The Supreme Court has grafted a judicial exception to Section 7421: a taxpayer may bring a suit for injunctive relief from an assessment only if he shows that: (1) Under the most liberal view of the law and the facts the government cannot prevail; and (2) Special extraordinary circumstances indicate that the taxpayer has no adequate remedy at law. Enochs v. Williams Packing & Navigation Co., Inc., 370 U.S. 1, 7, 82 S.Ct. 1125, 1129, 8 L.Ed.2d 292 (1962). See also Bob Jones University v. Simon, 416 U.S. 725, 94 S.Ct. 2038, 40 L.Ed.2d 496 (1974). Plaintiff herein has made no such showing; furthermore, in cases presenting nearly identical facts, other courts have dismissed the claims for injunctive relief. See cases cited in footnote 1, supra. See also Riley v. Commissioner, 566 F.Supp. 21 (S.D.Ohio 1983). Accordingly, this Court has no jurisdiction over Plaintiffs claims for declaratory and injunctive relief, and they must be dismissed.
The Court is also in agreement with Defendant United States that Plaintiff has not complied with the statutory prerequisite to judicial review of an action for refund. See 26 U.S.C.A. § 7422(a) (West & Supp.1983). Before a taxpayer may challenge the correctness of an assessment of a penalty, he must pay the full amount and file a claim for refund with the IRS. Id.; Flora v. United States, 357 U.S. 63, 75, 78 S.Ct. 1079, 1086, 2 L.Ed.2d 1165 (1958), on rehearing 362 U.S. 145, 177, 80 S.Ct. 630, 647, 4 L.Ed.2d 623 (1960). The uncontroverted record before the Court establishes that Plaintiff has not pursued his administrative remedy. Affidavit of George E. Gasper. Accordingly, this Court has no jurisdiction over his claim for refund. Flora, supra.

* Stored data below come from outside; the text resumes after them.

//! Interactive terminal client for the infrastructure chat server.
//!
//! # Usage
//!
//! ```bash
//! # Talk to the default endpoint (http://localhost:9090/chat)
//! infrachat
//!
//! # Point at another server
//! INFRACHAT_URL=http://infra-ai:9090/chat infrachat
//! infrachat --url http://infra-ai:9090/chat
//!
//! # Pick up an earlier conversation
//! infrachat --thread thread_abc123
//!
//! # Diagnostics (dropped fragments, ignored chunk types) on stderr
//! RUST_LOG=infrachat=debug infrachat
//! ```
//!
//! Type `exit` to quit.

use arrrg::CommandLine;
use rustyline::DefaultEditor;
use tracing_subscriber::EnvFilter;

use infrachat::PlainTextRenderer;
use infrachat::chat::{ChatArgs, ChatConfig, run};

/// Main entry point for the infrachat application.
#[tokio::main(flavor = "current_thread")]
async fn main() -> Result<(), Box<dyn std::error::Error>> {
    let filter = EnvFilter::try_from_default_env().unwrap_or_else(|_| EnvFilter::new("warn"));
    tracing_subscriber::fmt()
        .with_env_filter(filter)
        .with_writer(std::io::stderr)
        .init();

    let (args, _) = ChatArgs::from_command_line_relaxed("infrachat [OPTIONS]");
    let config = ChatConfig::from(args);

    let client = config.client()?;
    let mut session = config.session();
    let mut renderer = PlainTextRenderer::with_color(config.use_color);
    let mut rl = DefaultEditor::new()?;

    tracing::debug!(
        endpoint = %client.endpoint(),
        framing = ?client.framing(),
        thread = session.thread_id().unwrap_or(""),
        "starting chat"
    );

    println!("Chat with your Infrastructure AI. Type 'exit' to quit.");
    println!("-----------------------------------------------------");

    let summary = run(&mut rl, &client, &mut session, &mut renderer).await;

    tracing::debug!(
        turns = summary.turns,
        failed_turns = summary.failed_turns,
        input_errors = summary.input_errors,
        thread = session.thread_id().unwrap_or(""),
        "chat finished"
    );
    Ok(())
}
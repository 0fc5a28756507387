use futures::Stream;
use reqwest::header::{HeaderMap, HeaderValue};
use reqwest::{Client as ReqwestClient, Response, StatusCode, header};
use std::time::Duration;
use url::Url;

use crate::error::{Error, Result};
use crate::observability::{CLIENT_REQUEST_ERRORS, CLIENT_REQUESTS, CLIENT_STATUS_ERRORS};
use crate::sse::{FramingPolicy, process_lines};
use crate::types::ChatRequest;

/// The endpoint used when neither a flag nor the environment names one.
pub const DEFAULT_CHAT_URL: &str = "http://localhost:9090/chat";

/// How much of an error response body is kept for the error message.
const ERROR_BODY_LIMIT: usize = 512;

/// How long to wait for an error response body before reporting without it.
const ERROR_BODY_WAIT: Duration = Duration::from_millis(500);

/// Client for the streaming chat endpoint.
///
/// There is no overall request timeout: a reply may stream for as
/// long as the server likes.  Only connection establishment can be bounded.
#[derive(Debug, Clone)]
pub struct ChatClient {
    client: ReqwestClient,
    endpoint: Url,
    framing: FramingPolicy,
    connect_timeout: Option<Duration>,
}

impl ChatClient {
    /// Create a client for `endpoint` with permissive framing and no timeout.
    pub fn new(endpoint: &str) -> Result<Self> {
        Self::with_options(endpoint, FramingPolicy::default(), None)
    }

    /// Create a new client with custom settings.
    pub fn with_options(
        endpoint: &str,
        framing: FramingPolicy,
        connect_timeout: Option<Duration>,
    ) -> Result<Self> {
        let endpoint = Url::parse(endpoint)?;
        if !matches!(endpoint.scheme(), "http" | "https") {
            return Err(Error::url(
                format!("unsupported scheme {:?} in {endpoint}", endpoint.scheme()),
                None,
            ));
        }

        let mut builder = ReqwestClient::builder();
        if let Some(connect_timeout) = connect_timeout {
            builder = builder.connect_timeout(connect_timeout);
        }
        let client = builder.build().map_err(|e| {
            Error::http_client(
                format!("Failed to build HTTP client: {}", e),
                Some(Box::new(e)),
            )
        })?;

        Ok(Self {
            client,
            endpoint,
            framing,
            connect_timeout,
        })
    }

    /// The endpoint every turn is POSTed to.
    pub fn endpoint(&self) -> &Url {
        &self.endpoint
    }

    /// The policy used to cut response lines into fragments.
    pub fn framing(&self) -> FramingPolicy {
        self.framing
    }

    /// The connect timeout, if one is configured.
    pub fn connect_timeout(&self) -> Option<Duration> {
        self.connect_timeout
    }

    /// Create and return default headers for chat requests.
    fn default_headers(&self) -> HeaderMap {
        let mut headers = HeaderMap::new();
        headers.insert(
            header::CONTENT_TYPE,
            HeaderValue::from_static("application/json"),
        );
        headers.insert(
            header::ACCEPT,
            HeaderValue::from_static("text/event-stream"),
        );
        headers
    }

    /// Turn a non-200 response into an error carrying the status and a
    /// prefix of the body.
    ///
    /// At most [`ERROR_BODY_LIMIT`] bytes are read, for at most
    /// [`ERROR_BODY_WAIT`].  Whatever arrived by then is kept and the response
    /// is dropped, so a server that never finishes an error body cannot hold
    /// the turn open.
    async fn process_error_response(mut response: Response) -> Error {
        let status = response.status();
        let reason = status.canonical_reason().map(String::from);

        let mut prefix = Vec::new();
        let read = async {
            while prefix.len() < ERROR_BODY_LIMIT {
                match response.chunk().await {
                    Ok(Some(chunk)) => prefix.extend_from_slice(&chunk),
                    Ok(None) | Err(_) => break,
                }
            }
        };
        let _ = tokio::time::timeout(ERROR_BODY_WAIT, read).await;

        let body = String::from_utf8_lossy(&prefix);
        let body = truncate_at_char_boundary(body.trim(), ERROR_BODY_LIMIT).to_string();
        Error::status(status.as_u16(), reason, Some(body))
    }

    /// POST `request` and return the response body as a stream of lines.
    ///
    /// Fails before any line is produced if the body cannot be serialized, the
    /// request cannot be sent, or the status is anything but `200 OK`.  The
    /// connection is owned by the returned stream and closes when it drops.
    pub async fn open_stream(
        &self,
        request: &ChatRequest,
    ) -> Result<impl Stream<Item = Result<String>>> {
        let body = serde_json::to_vec(request).map_err(|e| {
            Error::serialization(
                format!("could not marshal request body: {e}"),
                Some(Box::new(e)),
            )
        })?;

        CLIENT_REQUESTS.click();
        let response = self
            .client
            .post(self.endpoint.clone())
            .headers(self.default_headers())
            .body(body)
            .send()
            .await
            .map_err(|e| {
                CLIENT_REQUEST_ERRORS.click();
                Error::from_reqwest(e, self.connect_timeout.map(|t| t.as_secs_f64()))
            })?;

        if response.status() != StatusCode::OK {
            CLIENT_STATUS_ERRORS.click();
            return Err(Self::process_error_response(response).await);
        }

        Ok(process_lines(response.bytes_stream()))
    }
}

fn truncate_at_char_boundary(text: &str, limit: usize) -> &str {
    if text.len() <= limit {
        return text;
    }
    let mut end = limit;
    while !text.is_char_boundary(end) {
        end -= 1;
    }
    &text[..end]
}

For all the above reasons, the Court is of the opinion that Defendant United States’ Motion should be, and it is hereby, GRANTED. On its own motion, the Court concludes that, for the same reasons, it also lacks subject matter jurisdiction over Plaintiff’s claims against the remaining Defendants. See Fed.R.Civ.P. 12(h)(3); Lonsdale v. Smelser, 553 F.Supp. 259 (N.D.Tex. 1982). Accordingly, all of Plaintiff’s claims for declaratory and injunctive relief should be, and each is hereby, DISMISSED with prejudice. Plaintiff’s refund claims should be, and each is hereby, DISMISSED with*956out prejudice to refiling same after the statutory prerequisites have been met.
- This case is therefore DISMISSED without prejudice at Plaintiffs cost.
SO ORDERED.
. The statutory penalty established by Section 6682 is a "tax” for purposes of the Section 7421(a) prohibition. 26 U.S.C.A. § 6660(a)(2) & 6671(a) (West 1967 & Supp.1983); Souther v. Mihlbachler, 701 F.2d 131, 132 (10th Cir.1983); O'Brien v. Evans, 560 F.Supp. 228, 229 (D.Or. 1983); Flowers v. Commissioner, 573 F.Supp. 21, 22 (W.D.Mich.1983).